I bet when she looks at herself in the mirror she wishes brown paper bags were in fashion.
Why would I want to inherit a sex machine used by my grandma?
id tell you what to do, but my morals dont exactly scream, "Listen to this guy!"
I think I may have appendicitis, but the house is like two blocks from the hospital so I'm just gonna go and drink anyway.
I just had a 30 minute conversation about hummingbirds. That high.
I miss high conversations.
Swinging. Is. Amazing.
Afraid I'm about to get arrested. Complicated situation but not a joke. If I do not text again that all is clear within 90 minutes kindly begin bail process. I have the cash to repay as soon as I get home. Details later.
You're in a tuxedo, you can pee wherever you want.
My neighbor caught me peeing on his rose bushes at 2 in the morning while wearing my Santa hat. My sex appeal has never been higher.
BTW I totally understand panda express being popular amongst the highs. I can feel the shrimp being slaughtered in my mouth. It's fantastic.
I'm not sure what step "make amends" is, but my phone is on
He offered to let her do a line of coke off his hard-on. She said she'd had that hard-on and it would be a bump, not a line. Everyone laughed. That's why he left.

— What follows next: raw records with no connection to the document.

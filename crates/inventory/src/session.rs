//! Edit session: staged deletions and field edits over a fixed baseline.
//!
//! The session is purely in-memory. Nothing reaches storage until
//! [`EditSession::commit`] replays the staged operations against a
//! [`CommitTarget`] (normally the item repository).
//!
//! State machine:
//! - **Closed** (initial): no baseline, nothing staged.
//! - **Open**: `baseline` captured at start, `display` derived from it, plus
//!   `pending_deletes` and `pending_updates`.
//!
//! Invariants while open:
//! - `display` is `baseline` without the ids in `pending_deletes`, with each
//!   staged patch overlaid. Items brought back by
//!   [`unmark_for_deletion`](EditSession::unmark_for_deletion) are appended at
//!   the end, so display order may differ from baseline order.
//! - No id is both in `display` and in `pending_deletes`.
//! - No id is both in `pending_updates` and in `pending_deletes`.
//!
//! Commit is not atomic: deletions are applied first, then each update in
//! numeric id order (non-numeric ids last, by text). A failure leaves the applied part in place and the session open with
//! everything still staged, so the caller can retry.

use std::cmp::Ordering;
use std::collections::{BTreeMap, BTreeSet};
use std::sync::Arc;

use async_trait::async_trait;
use thiserror::Error;

use larder_core::entity::{find_by_id, position_of};
use larder_core::{ItemId, SessionId, StoreError, StoreResult};

use crate::item::{InventoryItem, ItemPatch};

/// Write side a session commits into.
#[async_trait]
pub trait CommitTarget: Send + Sync {
    /// Remove every listed item in one write; unknown ids are ignored.
    /// Returns how many items were removed.
    async fn batch_delete(&self, ids: &[ItemId]) -> StoreResult<usize>;

    /// Merge `patch` into the item; `None` when no item has that id.
    async fn update(&self, id: &ItemId, patch: &ItemPatch) -> StoreResult<Option<InventoryItem>>;
}

#[async_trait]
impl<T> CommitTarget for Arc<T>
where
    T: CommitTarget + ?Sized,
{
    async fn batch_delete(&self, ids: &[ItemId]) -> StoreResult<usize> {
        (**self).batch_delete(ids).await
    }

    async fn update(&self, id: &ItemId, patch: &ItemPatch) -> StoreResult<Option<InventoryItem>> {
        (**self).update(id, patch).await
    }
}

/// Optional per-item notifications. Every method defaults to a no-op.
pub trait EditObserver: Send + Sync {
    fn on_marked(&self, _item: &InventoryItem) {}
    fn on_unmarked(&self, _item: &InventoryItem) {}
    fn on_updated(&self, _item: &InventoryItem) {}
    fn on_cancelled(&self, _session_id: SessionId) {}
    fn on_committed(&self, _summary: &CommitSummary) {}
}

/// Observer that ignores everything.
#[derive(Debug, Default, Clone, Copy)]
pub struct NoopObserver;

impl EditObserver for NoopObserver {}

/// Outcome of a successful commit.
#[derive(Debug, Clone, PartialEq, Eq)]
pub struct CommitSummary {
    pub session_id: SessionId,
    /// Ids staged for deletion (the store may have had fewer of them).
    pub deleted: Vec<ItemId>,
    /// Ids whose staged patch was replayed.
    pub updated: Vec<ItemId>,
}

/// Where a commit stopped.
#[derive(Debug, Clone, PartialEq, Eq)]
pub enum CommitStage {
    Deleting,
    Updating(ItemId),
}

impl core::fmt::Display for CommitStage {
    fn fmt(&self, f: &mut core::fmt::Formatter<'_>) -> core::fmt::Result {
        match self {
            CommitStage::Deleting => f.write_str("applying staged deletions"),
            CommitStage::Updating(id) => write!(f, "updating item {id}"),
        }
    }
}

/// Mutations already written to the store when a commit failed.
#[derive(Debug, Clone, Default, PartialEq, Eq)]
pub struct AppliedMutations {
    pub deletes_applied: bool,
    pub updated: Vec<ItemId>,
}

impl AppliedMutations {
    pub fn is_empty(&self) -> bool {
        !self.deletes_applied && self.updated.is_empty()
    }
}

#[derive(Debug, Error)]
pub enum CommitError {
    #[error("no edit session is open")]
    NotEditing,

    /// The store failed part-way. Nothing applied is rolled back.
    #[error("commit failed while {stage}: {source}")]
    Failed {
        stage: CommitStage,
        applied: AppliedMutations,
        #[source]
        source: StoreError,
    },
}

pub struct EditSession {
    session_id: Option<SessionId>,
    baseline: Vec<InventoryItem>,
    display: Vec<InventoryItem>,
    pending_deletes: BTreeSet<ItemId>,
    pending_updates: BTreeMap<ItemId, ItemPatch>,
    observer: Arc<dyn EditObserver>,
}

impl core::fmt::Debug for EditSession {
    fn fmt(&self, f: &mut core::fmt::Formatter<'_>) -> core::fmt::Result {
        f.debug_struct("EditSession")
            .field("session_id", &self.session_id)
            .field("baseline", &self.baseline.len())
            .field("display", &self.display.len())
            .field("pending_deletes", &self.pending_deletes)
            .field("pending_updates", &self.pending_updates)
            .finish()
    }
}

impl Default for EditSession {
    fn default() -> Self {
        Self::new()
    }
}

impl EditSession {
    /// A closed session with no observer.
    pub fn new() -> Self {
        Self::with_observer(Arc::new(NoopObserver))
    }

    pub fn with_observer(observer: Arc<dyn EditObserver>) -> Self {
        Self {
            session_id: None,
            baseline: Vec::new(),
            display: Vec::new(),
            pending_deletes: BTreeSet::new(),
            pending_updates: BTreeMap::new(),
            observer,
        }
    }

    pub fn is_active(&self) -> bool {
        self.session_id.is_some()
    }

    pub fn session_id(&self) -> Option<SessionId> {
        self.session_id
    }

    /// Snapshot captured at start. Empty while closed.
    pub fn baseline(&self) -> &[InventoryItem] {
        &self.baseline
    }

    /// Staged view. Empty while closed.
    pub fn display(&self) -> &[InventoryItem] {
        &self.display
    }

    pub fn pending_deletes(&self) -> &BTreeSet<ItemId> {
        &self.pending_deletes
    }

    pub fn pending_updates(&self) -> &BTreeMap<ItemId, ItemPatch> {
        &self.pending_updates
    }

    pub fn has_pending_changes(&self) -> bool {
        !self.pending_deletes.is_empty() || !self.pending_updates.is_empty()
    }

    /// Closed → Open over `visible`. Returns `false` (and changes nothing) if a
    /// session is already open.
    pub fn start(&mut self, visible: Vec<InventoryItem>) -> bool {
        if self.is_active() {
            return false;
        }

        let session_id = SessionId::new();
        tracing::debug!(session = %session_id, items = visible.len(), "edit session opened");

        self.session_id = Some(session_id);
        self.display = visible.clone();
        self.baseline = visible;
        self.pending_deletes.clear();
        self.pending_updates.clear();
        true
    }

    /// Open → Closed, discarding everything staged. Never touches storage.
    pub fn cancel(&mut self) {
        if let Some(session_id) = self.session_id {
            tracing::debug!(
                session = %session_id,
                discarded_deletes = self.pending_deletes.len(),
                discarded_updates = self.pending_updates.len(),
                "edit session cancelled"
            );
            self.reset();
            self.observer.on_cancelled(session_id);
        }
    }

    /// Open when closed, cancel when open. Returns the new active flag.
    pub fn toggle_edit_mode(&mut self, visible: &[InventoryItem]) -> bool {
        if self.is_active() {
            self.cancel();
        } else {
            self.start(visible.to_vec());
        }
        self.is_active()
    }

    /// Stage a deletion and hide the item. Any staged update for it is
    /// dropped. No-op when closed, already staged, or not displayed.
    pub fn mark_for_deletion(&mut self, id: &ItemId) -> bool {
        if !self.is_active() || self.pending_deletes.contains(id) {
            return false;
        }
        let Some(pos) = position_of(&self.display, id) else {
            return false;
        };

        let item = self.display.remove(pos);
        self.pending_deletes.insert(id.clone());
        self.pending_updates.remove(id);

        tracing::debug!(item = %id, "staged deletion");
        self.observer.on_marked(&item);
        true
    }

    /// Un-stage a deletion and put the baseline item back at the end of the
    /// display list. No-op when closed, not staged, or not in the baseline.
    pub fn unmark_for_deletion(&mut self, id: &ItemId) -> bool {
        if !self.is_active() || !self.pending_deletes.contains(id) {
            return false;
        }
        let Some(item) = find_by_id(&self.baseline, id).cloned() else {
            return false;
        };

        self.pending_deletes.remove(id);
        tracing::debug!(item = %id, "unstaged deletion");
        self.observer.on_unmarked(&item);
        self.display.push(item);
        true
    }

    /// Stage field changes for a displayed item, merging with anything staged
    /// earlier for the same id. No-op when closed or not displayed.
    pub fn update_locally(&mut self, id: &ItemId, patch: ItemPatch) -> bool {
        if !self.is_active() {
            return false;
        }
        let Some(pos) = position_of(&self.display, id) else {
            return false;
        };

        let item = &mut self.display[pos];
        patch.apply_to(item);
        self.pending_updates
            .entry(id.clone())
            .or_default()
            .merge(patch);

        tracing::debug!(item = %id, "staged update");
        self.observer.on_updated(item);
        true
    }

    /// Replay staged deletions, then staged updates, against `target`.
    ///
    /// On success the session closes; callers re-read the repository for a
    /// fresh list. On failure the session stays open and keeps its staged
    /// state; mutations already written stay written.
    pub async fn commit<T>(&mut self, target: &T) -> Result<CommitSummary, CommitError>
    where
        T: CommitTarget + ?Sized,
    {
        let Some(session_id) = self.session_id else {
            return Err(CommitError::NotEditing);
        };

        let deleted: Vec<ItemId> = self.pending_deletes.iter().cloned().collect();
        let mut applied = AppliedMutations::default();

        if !deleted.is_empty() {
            if let Err(source) = target.batch_delete(&deleted).await {
                tracing::error!(session = %session_id, error = %source, "commit failed while deleting");
                return Err(CommitError::Failed {
                    stage: CommitStage::Deleting,
                    applied,
                    source,
                });
            }
            applied.deletes_applied = true;
        }

        let mut updates: Vec<(&ItemId, &ItemPatch)> = self.pending_updates.iter().collect();
        updates.sort_by(|(a, _), (b, _)| replay_order(a, b));

        for (id, patch) in updates {
            match target.update(id, patch).await {
                Ok(None) => {
                    tracing::debug!(session = %session_id, item = %id, "staged update matched no stored item");
                    applied.updated.push(id.clone());
                }
                Ok(Some(_)) => applied.updated.push(id.clone()),
                Err(source) => {
                    tracing::error!(
                        session = %session_id,
                        item = %id,
                        error = %source,
                        "commit failed while updating"
                    );
                    return Err(CommitError::Failed {
                        stage: CommitStage::Updating(id.clone()),
                        applied,
                        source,
                    });
                }
            }
        }

        let summary = CommitSummary {
            session_id,
            deleted,
            updated: applied.updated,
        };

        tracing::info!(
            session = %session_id,
            deleted = summary.deleted.len(),
            updated = summary.updated.len(),
            "edit session committed"
        );

        self.reset();
        self.observer.on_committed(&summary);
        Ok(summary)
    }

    fn reset(&mut self) {
        self.session_id = None;
        self.baseline.clear();
        self.display.clear();
        self.pending_deletes.clear();
        self.pending_updates.clear();
    }
}

/// Numeric ids by value, then everything else by text.
fn replay_order(a: &ItemId, b: &ItemId) -> Ordering {
    match (a.as_sequence(), b.as_sequence()) {
        (Some(x), Some(y)) => x.cmp(&y).then_with(|| a.cmp(b)),
        (Some(_), None) => Ordering::Less,
        (None, Some(_)) => Ordering::Greater,
        (None, None) => a.cmp(b),
    }
}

So that answers the first question but not the second: how the fuck am I getting home?
HOLY FUCK i just remembered we had bows and arrows and firecrackers last night
and flaming arrows and vodka
how did we not set your garage on fire
I'm sitting naked on my bathroom floor and it remind me of us.
That's my way of saying I miss you
So the next time I search for "Dragon Dildo" on my phone, I should probably clear the browser before handing my phone to someone and that's the first thing they see haha
Kids music just accidentally came on at this party. I didn't know how many stoners were here until they all sang along.